Carry the welding with short circuit mode with regular stop and not using long weld runs. Clean the material before use to avoid welding porosity issue with thin sheet welding along with properly stored welding wire. Both FCAW-S and FCAW-G use DCEN when welding on thin-gauge materials to keep the heat in the base metal and the small diameter electrode at a controllable burn-off rate.

Sheet metal welding technology

Use shorter arc

Because shorter arcs produce less heat and penetration, they are best suited for use on thin metal or thin-to-thick metal joints. Using this technique, metal as thin as 16 gauge can be arc welded easily. Shorter arc gives better control on weld puddle as well as produce narrow welds compare to broader welds produced by long arc.

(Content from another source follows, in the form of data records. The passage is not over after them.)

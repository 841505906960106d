use crate::Database;
use crate::models::UserRow;
use anyhow::Result;
use rusqlite::Connection;

const USER_COLUMNS: &str = "id, username, email, fullname, password, refresh_token, created_at";

impl Database {
    pub fn create_user(
        &self,
        id: &str,
        username: &str,
        email: &str,
        fullname: &str,
        password_hash: &str,
    ) -> Result<()> {
        self.with_conn(|conn| {
            conn.execute(
                "INSERT INTO users (id, username, email, fullname, password) VALUES (?1, ?2, ?3, ?4, ?5)",
                (id, username, email, fullname, password_hash),
            )?;
            Ok(())
        })
    }

    pub fn get_user_by_username(&self, username: &str) -> Result<Option<UserRow>> {
        self.with_conn(|conn| query_user(conn, "username", username))
    }

    pub fn get_user_by_email(&self, email: &str) -> Result<Option<UserRow>> {
        self.with_conn(|conn| query_user(conn, "email", email))
    }

    pub fn get_user_by_id(&self, id: &str) -> Result<Option<UserRow>> {
        self.with_conn(|conn| query_user(conn, "id", id))
    }

    /// Overwrites the single active refresh token (login and rotation).
    /// Touches only the refresh_token column, so the stored password hash
    /// is never re-hashed by a token save.
    pub fn set_refresh_token(&self, id: &str, refresh_token: &str) -> Result<()> {
        self.with_conn(|conn| {
            conn.execute(
                "UPDATE users SET refresh_token = ?2 WHERE id = ?1",
                (id, refresh_token),
            )?;
            Ok(())
        })
    }

    /// Logout: the user keeps their row, the token field goes away.
    pub fn clear_refresh_token(&self, id: &str) -> Result<()> {
        self.with_conn(|conn| {
            conn.execute("UPDATE users SET refresh_token = NULL WHERE id = ?1", [id])?;
            Ok(())
        })
    }
}

fn query_user(conn: &Connection, column: &str, value: &str) -> Result<Option<UserRow>> {
    // `column` is one of the fixed identifiers above, never user input.
    let sql = format!("SELECT {USER_COLUMNS} FROM users WHERE {column} = ?1");
    let mut stmt = conn.prepare(&sql)?;

    let row = stmt
        .query_row([value], |row| {
            Ok(UserRow {
                id: row.get(0)?,
                username: row.get(1)?,
                email: row.get(2)?,
                fullname: row.get(3)?,
                password: row.get(4)?,
                refresh_token: row.get(5)?,
                created_at: row.get(6)?,
            })
        })
        .optional()?;

    Ok(row)
}

/// Extension trait for optional query results
trait OptionalExt<T> {
    fn optional(self) -> Result<Option<T>>;
}

impl<T> OptionalExt<T> for std::result::Result<T, rusqlite::Error> {
    fn optional(self) -> Result<Option<T>> {
        match self {
            Ok(val) => Ok(Some(val)),
            Err(rusqlite::Error::QueryReturnedNoRows) => Ok(None),
            Err(e) => Err(e.into()),
        }
    }
}

#[cfg(test)]
mod tests {
    use crate::Database;

    fn seeded() -> Database {
        let db = Database::open_in_memory().unwrap();
        db.create_user("u-1", "alice", "a@x.com", "Alice A", "$argon2id$stub")
            .unwrap();
        db
    }

    #[test]
    fn create_and_lookup() {
        let db = seeded();

        let by_name = db.get_user_by_username("alice").unwrap().unwrap();
        assert_eq!(by_name.email, "a@x.com");
        assert!(by_name.refresh_token.is_none());

        let by_email = db.get_user_by_email("a@x.com").unwrap().unwrap();
        assert_eq!(by_email.id, "u-1");

        assert!(db.get_user_by_username("bob").unwrap().is_none());
    }

    #[test]
    fn duplicate_username_or_email_is_rejected() {
        let db = seeded();

        let dup_name = db.create_user("u-2", "alice", "b@x.com", "Other", "h");
        assert!(dup_name.is_err());

        let dup_email = db.create_user("u-3", "bob", "a@x.com", "Bob B", "h");
        assert!(dup_email.is_err());
    }

    #[test]
    fn refresh_token_set_and_clear() {
        let db = seeded();

        db.set_refresh_token("u-1", "tok-1").unwrap();
        let row = db.get_user_by_id("u-1").unwrap().unwrap();
        assert_eq!(row.refresh_token.as_deref(), Some("tok-1"));

        db.set_refresh_token("u-1", "tok-2").unwrap();
        let row = db.get_user_by_id("u-1").unwrap().unwrap();
        assert_eq!(row.refresh_token.as_deref(), Some("tok-2"));

        db.clear_refresh_token("u-1").unwrap();
        let row = db.get_user_by_id("u-1").unwrap().unwrap();
        assert!(row.refresh_token.is_none());

        // Clearing twice stays a no-op.
        db.clear_refresh_token("u-1").unwrap();
    }
}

Apply skip welding technique

Skip welding technique involves welding using welds apart from each other at a defined distance as shown in the below picture. Skip weld help to minimize the distortion and prevent accumulation of weld heat during welding. Skip welding is similar to the intermittent welds or stitch welds that help to distribute the welding heat evenly.

Use Backing bars

Use of backing or chill bar allow the faster heat dissipation during welding thus allowing distortion control. Materials having high thermal conductivity are used as backing bar such as copper which dissipate the heat from the welding area to the backing bar. Backing bars are placed under the weld joint and as copper do not fuse with carbon steel, copper backing bar are very famous in welding applications.

Use restrains and clamps

Using clamps or restrains during thin sheet welding help to prevent distortion. Clamps holds the part until it cool down to room temperature thus prevent ay warpage. Various types of clamps are easily available in the market for these applications.

Tips for welding thin sheet metals

  1. Find the lowest diameter welding electrode or filler wire.
  2. Use the minimum possible welding current and voltage.
  3. Use clamps and restrains to hold the parts.
  4. Never weld continuous welds in sheet metals.
  5. Always use low heat input during welding.
  6. Use short circuit transfer mode when welding GMAW or FCAW.